# Massachusetts subcontracting rates?



## rmartin

Anyone from Mass know what the going rate is for subcontracting plows? What will a company pay to hire me with a 1 ton truck and 8' mms fisher?


----------



## gordyo

rmartin,

Welcome to Plowsite:waving: 
I would suggest that you go down to the network forum and look through a few pages. There are a few companies on there looking for subs in Massachusetts and if you are in one of there areas you could probably get hooked up with one of them as a sub, unless you already have an in somewere.


----------



## Joey D

Where in MA are you?
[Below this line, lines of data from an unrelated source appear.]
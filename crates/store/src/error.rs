use thiserror::Error;

/// Errors that can occur in this crate.
#[derive(Debug, Error)]
pub enum StoreError {
    /// A stored row could not be decoded.
    #[error("corrupt assignment row: {0}")]
    CorruptRow(String),

    /// Underlying database failure.
    #[error(transparent)]
    Database(#[from] libsql::Error),
}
I plow for a guy localy as a sub and he pays well.


----------



## MLI

*Im in Mass. and I need subs!!*

If your close to the South Shore....drop me a line.....I'm looking for subs. Rates are $50-$60 per hr. depending on what you have for set up. Pay is within 24 hrs. 781-337-3571. Ask for Mike


----------



## rmartin

*central mass*

i am located in central mass---auburn area


----------



## Emerscape

we have a few stores in the auburn and worcester area. we pay $65 per hour for a one ton with a 9 foot blade.. and start plowing at 2 inches but often scrape on lower amounts. Pay is within 30 days however


----------



## usmcdvl007

*New plower in MA, rates question????*

Im new in the plowing game and would like to know what fair paying rates are for front end loader operators and 1/2 ton truck drivers. I recently started plowing for a company, im an equipment operator by trade, and im using the company's equipment. I sometimes operate a front end loader and sometimes drive a 1/2 ton truck and would like to know what rates are like for a starting person. i have over 10 yrs experience operating havy equipment, and driving for well over 20.

Thanks in advance,
Semper Fi!


----------



## snow2011

so what are the advantages and disadvantages for both parties?


----------